Problem
Please copy every line from the records below that contains the string "impl".

(Collected data entries)
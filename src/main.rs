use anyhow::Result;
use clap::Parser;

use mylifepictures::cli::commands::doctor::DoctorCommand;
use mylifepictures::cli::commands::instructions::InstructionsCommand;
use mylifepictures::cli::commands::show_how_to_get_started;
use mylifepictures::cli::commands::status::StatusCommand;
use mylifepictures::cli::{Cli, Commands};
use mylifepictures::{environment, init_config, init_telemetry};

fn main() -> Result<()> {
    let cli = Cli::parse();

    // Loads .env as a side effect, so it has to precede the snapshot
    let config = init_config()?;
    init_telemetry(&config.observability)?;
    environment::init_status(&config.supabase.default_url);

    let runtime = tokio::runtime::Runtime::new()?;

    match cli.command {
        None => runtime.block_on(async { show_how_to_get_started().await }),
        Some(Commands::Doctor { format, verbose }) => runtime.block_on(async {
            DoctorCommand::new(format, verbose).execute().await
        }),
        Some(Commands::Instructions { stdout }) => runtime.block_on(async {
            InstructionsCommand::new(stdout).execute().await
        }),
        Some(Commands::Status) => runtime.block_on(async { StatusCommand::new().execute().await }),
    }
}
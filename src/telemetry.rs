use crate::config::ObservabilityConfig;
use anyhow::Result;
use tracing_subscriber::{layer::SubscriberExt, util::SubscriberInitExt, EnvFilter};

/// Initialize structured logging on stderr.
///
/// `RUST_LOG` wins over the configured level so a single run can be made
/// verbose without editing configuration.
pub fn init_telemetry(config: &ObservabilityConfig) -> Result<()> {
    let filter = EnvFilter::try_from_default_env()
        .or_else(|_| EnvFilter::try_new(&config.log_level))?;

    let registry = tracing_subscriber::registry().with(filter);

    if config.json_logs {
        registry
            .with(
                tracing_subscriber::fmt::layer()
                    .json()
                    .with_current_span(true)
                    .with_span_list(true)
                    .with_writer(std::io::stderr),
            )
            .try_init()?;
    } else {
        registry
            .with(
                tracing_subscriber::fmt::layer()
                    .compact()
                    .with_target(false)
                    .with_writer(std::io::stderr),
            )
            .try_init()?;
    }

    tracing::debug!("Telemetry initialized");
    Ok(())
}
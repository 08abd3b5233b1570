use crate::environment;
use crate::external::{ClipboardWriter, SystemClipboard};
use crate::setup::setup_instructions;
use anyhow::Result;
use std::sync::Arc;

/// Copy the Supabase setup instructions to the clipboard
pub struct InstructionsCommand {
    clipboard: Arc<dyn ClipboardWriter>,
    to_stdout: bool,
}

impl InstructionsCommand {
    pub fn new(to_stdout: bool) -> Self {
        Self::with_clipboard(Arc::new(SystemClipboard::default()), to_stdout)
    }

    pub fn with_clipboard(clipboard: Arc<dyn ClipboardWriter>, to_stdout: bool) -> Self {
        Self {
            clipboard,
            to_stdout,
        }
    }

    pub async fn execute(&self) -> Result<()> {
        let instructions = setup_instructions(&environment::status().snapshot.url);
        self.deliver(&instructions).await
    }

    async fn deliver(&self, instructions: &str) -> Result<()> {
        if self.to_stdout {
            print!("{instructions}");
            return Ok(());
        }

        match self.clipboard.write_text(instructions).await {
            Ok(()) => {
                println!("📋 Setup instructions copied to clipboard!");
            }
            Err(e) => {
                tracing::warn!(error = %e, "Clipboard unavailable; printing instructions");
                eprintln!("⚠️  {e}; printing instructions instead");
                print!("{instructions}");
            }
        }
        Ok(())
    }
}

---

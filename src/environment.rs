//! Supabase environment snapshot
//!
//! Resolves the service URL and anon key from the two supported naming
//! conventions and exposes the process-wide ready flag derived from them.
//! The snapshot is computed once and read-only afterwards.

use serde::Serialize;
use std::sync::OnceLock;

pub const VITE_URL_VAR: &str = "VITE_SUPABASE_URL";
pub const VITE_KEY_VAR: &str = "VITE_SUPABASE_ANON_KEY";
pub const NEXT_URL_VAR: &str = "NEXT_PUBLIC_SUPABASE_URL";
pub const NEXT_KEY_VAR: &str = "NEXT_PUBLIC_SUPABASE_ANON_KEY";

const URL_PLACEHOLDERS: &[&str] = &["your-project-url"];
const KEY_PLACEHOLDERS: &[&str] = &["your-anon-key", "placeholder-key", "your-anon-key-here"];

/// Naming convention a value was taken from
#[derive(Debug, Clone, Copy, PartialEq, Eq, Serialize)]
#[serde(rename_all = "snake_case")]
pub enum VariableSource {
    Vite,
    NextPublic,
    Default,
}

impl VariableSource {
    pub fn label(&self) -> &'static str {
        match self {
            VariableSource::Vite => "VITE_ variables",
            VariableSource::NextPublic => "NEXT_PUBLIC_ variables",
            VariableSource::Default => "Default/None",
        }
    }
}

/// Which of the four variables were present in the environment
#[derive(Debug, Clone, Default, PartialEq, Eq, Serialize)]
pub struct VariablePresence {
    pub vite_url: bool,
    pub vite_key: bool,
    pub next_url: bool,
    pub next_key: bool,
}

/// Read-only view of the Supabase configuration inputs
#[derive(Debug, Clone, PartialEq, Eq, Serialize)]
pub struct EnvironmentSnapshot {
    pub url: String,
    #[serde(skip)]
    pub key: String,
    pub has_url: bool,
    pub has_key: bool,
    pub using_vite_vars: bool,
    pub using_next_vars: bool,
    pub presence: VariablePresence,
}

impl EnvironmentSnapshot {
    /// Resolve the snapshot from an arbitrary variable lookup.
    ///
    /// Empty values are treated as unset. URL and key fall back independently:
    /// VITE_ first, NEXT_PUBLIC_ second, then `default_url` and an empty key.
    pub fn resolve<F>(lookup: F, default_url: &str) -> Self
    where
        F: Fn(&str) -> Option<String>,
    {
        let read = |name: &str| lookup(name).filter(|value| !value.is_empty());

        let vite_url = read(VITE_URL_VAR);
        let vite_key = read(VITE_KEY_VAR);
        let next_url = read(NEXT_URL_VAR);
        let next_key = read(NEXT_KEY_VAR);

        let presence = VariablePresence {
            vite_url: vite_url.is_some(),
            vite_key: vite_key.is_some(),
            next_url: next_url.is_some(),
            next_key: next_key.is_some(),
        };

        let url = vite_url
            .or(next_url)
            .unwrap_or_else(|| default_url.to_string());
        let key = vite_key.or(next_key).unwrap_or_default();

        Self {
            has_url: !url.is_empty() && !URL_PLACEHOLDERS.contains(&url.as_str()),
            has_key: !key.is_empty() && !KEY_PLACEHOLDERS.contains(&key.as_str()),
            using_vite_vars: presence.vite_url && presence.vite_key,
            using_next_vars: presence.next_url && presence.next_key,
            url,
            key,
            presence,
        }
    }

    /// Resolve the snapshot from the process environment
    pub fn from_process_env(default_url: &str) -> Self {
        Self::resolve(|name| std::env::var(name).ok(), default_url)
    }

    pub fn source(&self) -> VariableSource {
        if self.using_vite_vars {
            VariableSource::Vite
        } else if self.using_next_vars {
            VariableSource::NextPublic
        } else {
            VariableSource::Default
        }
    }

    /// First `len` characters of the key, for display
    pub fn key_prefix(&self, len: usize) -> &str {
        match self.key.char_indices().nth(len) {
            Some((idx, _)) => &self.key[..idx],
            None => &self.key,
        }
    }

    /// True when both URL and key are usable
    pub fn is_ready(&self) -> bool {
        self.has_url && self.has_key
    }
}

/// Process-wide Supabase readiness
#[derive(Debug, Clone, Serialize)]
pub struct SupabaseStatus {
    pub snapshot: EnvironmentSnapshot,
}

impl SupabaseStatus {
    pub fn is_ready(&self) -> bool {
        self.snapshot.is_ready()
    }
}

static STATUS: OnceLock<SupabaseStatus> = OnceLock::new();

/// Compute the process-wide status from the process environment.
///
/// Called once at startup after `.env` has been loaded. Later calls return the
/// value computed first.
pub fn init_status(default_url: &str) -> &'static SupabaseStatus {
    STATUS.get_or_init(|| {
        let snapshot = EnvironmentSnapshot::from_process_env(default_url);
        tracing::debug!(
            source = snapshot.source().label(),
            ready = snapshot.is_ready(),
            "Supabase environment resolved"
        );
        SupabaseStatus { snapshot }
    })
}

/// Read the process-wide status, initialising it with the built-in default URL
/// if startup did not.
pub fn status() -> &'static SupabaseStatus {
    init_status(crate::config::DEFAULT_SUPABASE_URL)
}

Output for this task
impl InstructionsCommand {
impl VariableSource {
impl EnvironmentSnapshot {
impl SupabaseStatus {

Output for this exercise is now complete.